Hello, dear friend, you can consult us at any time if you have any questions, add WeChat: THEend8_
Data Analysis
First Computing Assignment
One Predictor Linear Regression
Introduction
This assignment is due on Thursday, April 4. This report is worth 100 points. Please
remember that there is a second project coming, so that you should finish the first project as soon as possible. Please submit your project on the Class Brightspace as instructed below. Please submit your report of Project 1 (both parts) in one pdf file. Each student has one chance to resubmit the report before the deadline. Detailed submission information is given below.
Project 1 has two parts. There are three files for this project. Two are for part A, and one is for part B. The files are labeled with the last six digits of your Stony Brook ID number.
Part A
Part A is worth 40 points. The model for the Part A assignment is a first data and
statistical processing task that a newly hired statistician might be given. Your report should address the issues that your future supervisor would want to know about: how many observations, fraction of missing data in independent variable and dependent variable, and imputation of missing data.
The two files for part A each contain a column for subject ID and a column for either the dependent variable value or the independent variable value. Your first task is to sort the two files by subject ID and merge them. You should not just use “cut and paste” to merge your data.
Second, you are expected to deal with missing data. Your report should contain the count of the number of subject IDs that had at least one independent variable value or dependent variable value. It should also include the count of the number of subject IDs that had an independent variable value, the count of the number of subject IDs that had a dependent variable value, the count of the number of subject IDs that had both an independent and dependent variable value, and the count of the number of subject IDs that had at least one independent variable value or dependent variable value.
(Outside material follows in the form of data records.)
//! Robot companion - person tracking and navigation coordinator
//!
//! Runs the coordinator against the simulated gateway, with optional MQTT
//! remote control and status publishing.
//!
//! Module structure:
//! - `domain/` - Core robot types (Person, FollowState, GatewayEvent)
//! - `io/` - External interfaces (MQTT commands, MQTT status, simulated gateway)
//! - `services/` - Business logic (Coordinator, tracking, follow, places, interaction)
//! - `infra/` - Infrastructure (Config, Metrics)

use clap::Parser;
use robot_companion::infra::{Config, Metrics};
use robot_companion::io::{SimGateway, StatusPublisher, StatusSources};
use robot_companion::services::{create_remote_worker, Coordinator};
use std::sync::Arc;
use tokio::sync::{mpsc, watch};
use tracing::info;
use tracing_subscriber::fmt::time::UtcTime;
use tracing_subscriber::EnvFilter;

/// Robot companion - person tracking and navigation coordinator
#[derive(Parser, Debug)]
#[command(name = "robot-companion", version, about)]
struct Args {
    /// Path to TOML configuration file (defaults to $CONFIG_FILE, then config/dev.toml)
    #[arg(short, long)]
    config: Option<String>,

    /// Emit logs as JSON lines
    #[arg(long)]
    log_json: bool,
}

#[tokio::main]
async fn main() -> anyhow::Result<()> {
    let args = Args::parse();

    // Structured logging, level via RUST_LOG (default: info)
    let filter = EnvFilter::try_from_default_env().unwrap_or_else(|_| EnvFilter::new("info"));
    let subscriber = tracing_subscriber::fmt()
        .with_env_filter(filter)
        .with_timer(UtcTime::rfc_3339())
        .with_target(false);
    if args.log_json {
        subscriber.json().init();
    } else {
        subscriber.init();
    }

    info!(version = %env!("CARGO_PKG_VERSION"), git_hash = %env!("GIT_HASH"), "robot-companion starting");

    let config_path = args.config.unwrap_or_else(Config::default_config_path);
    let config = Config::load_from_path(&config_path);

    info!(
        config_file = %config.config_file(),
        robot_id = %config.robot_id(),
        poll_interval_ms = %config.follow_poll_interval().as_millis(),
        lost_timeout_secs = %config.follow_lost_timeout_secs(),
        max_distance_m = %config.follow_max_distance_m(),
        mqtt_enabled = %config.mqtt_enabled(),
        mqtt_host = %config.mqtt_host(),
        mqtt_port = %config.mqtt_port(),
        sim_persons = %config.sim().persons.len(),
        sim_places = %config.sim().places.len(),
        "config_loaded"
    );

    // Create shutdown signal
    let (shutdown_tx, shutdown_rx) = watch::channel(false);

    let metrics = Arc::new(Metrics::new());

    // Gateway callback channel (bounded for backpressure)
    let (event_tx, event_rx) = mpsc::channel(1000);
    let gateway = Arc::new(SimGateway::new(&config, event_tx));
    let coordinator = Arc::new(Coordinator::new(config.clone(), gateway.clone(), metrics.clone()));

    // Start metrics reporter
    let metrics_clone = metrics.clone();
    let metrics_interval = config.metrics_interval_secs();
    tokio::spawn(async move {
        let mut interval = tokio::time::interval(std::time::Duration::from_secs(metrics_interval));
        loop {
            interval.tick().await;
            metrics_clone.report().log();
        }
    });

    if config.mqtt_enabled() {
        // Remote command worker, fed by the MQTT listener
        let (cmd_tx, worker) = create_remote_worker(coordinator.clone(), metrics.clone(), 64);
        tokio::spawn(worker.run());

        let mqtt_config = config.clone();
        let mqtt_metrics = metrics.clone();
        let mqtt_shutdown = shutdown_rx.clone();
        tokio::spawn(async move {
            if let Err(e) = robot_companion::io::mqtt::start_mqtt_client(
                &mqtt_config,
                cmd_tx,
                mqtt_metrics,
                mqtt_shutdown,
            )
            .await
            {
                tracing::error!(error = %e, "mqtt_client_error");
            }
        });

        let publisher = StatusPublisher::new(&config, StatusSources::from_coordinator(&coordinator));
        let publisher_shutdown = shutdown_rx.clone();
        tokio::spawn(async move {
            publisher.run(publisher_shutdown).await;
        });
    }

    // Handle shutdown on Ctrl+C
    let shutdown_signal = shutdown_tx;
    tokio::spawn(async move {
        tokio::signal::ctrl_c().await.ok();
        info!("shutdown_signal_received");
        let _ = shutdown_signal.send(true);
    });

    gateway.connect();
    coordinator.track_persons(true);

    // Run coordinator - consumes gateway callbacks until shutdown
    coordinator.run(event_rx, shutdown_rx).await;

    metrics.report().log();
    info!("robot-companion shutdown complete");
    Ok(())
}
Your second task is to impute the missing values. There are many of missing data
procedures. Often a statistical package has imputation algorithms in the software. For example, R has a package called MICE that has several options. You may not choose listwise deletion or mean imputation (or its equivalent median imputation). Specify your choice in your report.
Often, the choice of imputation method has little effect on the results if the fraction of missing data is 30% or less.
Part B
Part B is worth 60 points. The data file for part B contains one line for each subject ID.
The line will contain the subject ID, the value of the independent variable, and the value of the dependent variable. A transformation of either IV or DV or both maybe required. You should read the textbook (Chapter 11.1) for suggestions on fitting a model. An approximate lack offit (LOF) test should be applied. It is your responsibility to find repeated (or near repeated) independent variable values. That is, you will have very few exact repeats of an independent variable value. You should bin near repeated data into one level. For example, suppose that x1 = 1.01, x2 = 1.02, x3 = 1.03 and y1 = 2, y2 = 3, y3 = 4. While there are not exactly repeated x values, you could bin these points into one group of nearly repeated points. That is, choose the average x-value as the value of x after binning. Then your binned data would bex1 = 1.02, x2 = 1.02, x3 = 1.02 and y1 = 2, y2 = 3, y3 = 4. Now performa LOF test on the data set after binning all near repeated values. There is software in R that performs an approximate lack offit test. Often a transformation does not improve the apparent extent to which the data satisfies the assumptions of Chapter 11. Please check the r-squared of the data as given tother-squared of the data after you transform it. Also, please check the residual plot of the data. It maybe helpful to apply these checks to the data in part A.
Report
You must submit a one-page report on Problem A and a one-page report on Problem B, both parts in one single pdf format file. Each report should have four sections.
1. Introduction. The introduction should contain a statement of the problem and the
objective of the paper. Some of the questions that you should answer are: What is the objective of your effort? What are your research questions? What is the background of this work? The introduction is easy: your problem is to recover the function that was used to generate the dependent variable value based on the value of the independent variable.
2. Methods. The second section should describe your methodology. Specifically, how were the files were merged? What was the program used to perform. the statistical analysis?
What were the statistical techniques used? Did you use linear regression Did you use additional procedures such as an approximate lack of fittest? How much missing data was present in the data? What procedure did you use to deal with missing data.
3. Results. The third section should contain your results: What fraction of the variation of the dependent variable was explained? What was the analysis of variance table? What was the fitted function? What was the confidence interval for the slope? What was the conclusion to the test of the null hypothesis that the slope was zero.
4. Conclusions and Discussion. The fourth section should be conclusions and discussion. This section should focus on “big picture” issues. Was there an association between the variables? How important was it? That is, what was the r-squared value. What is your fitted function? You may submit a longer appendix of computer work and programs.
You are allowed an appendix to your report and there is no page limit on the appendix. If you include a table or figure, you must discuss it. Tables and figures should be numbered and titled.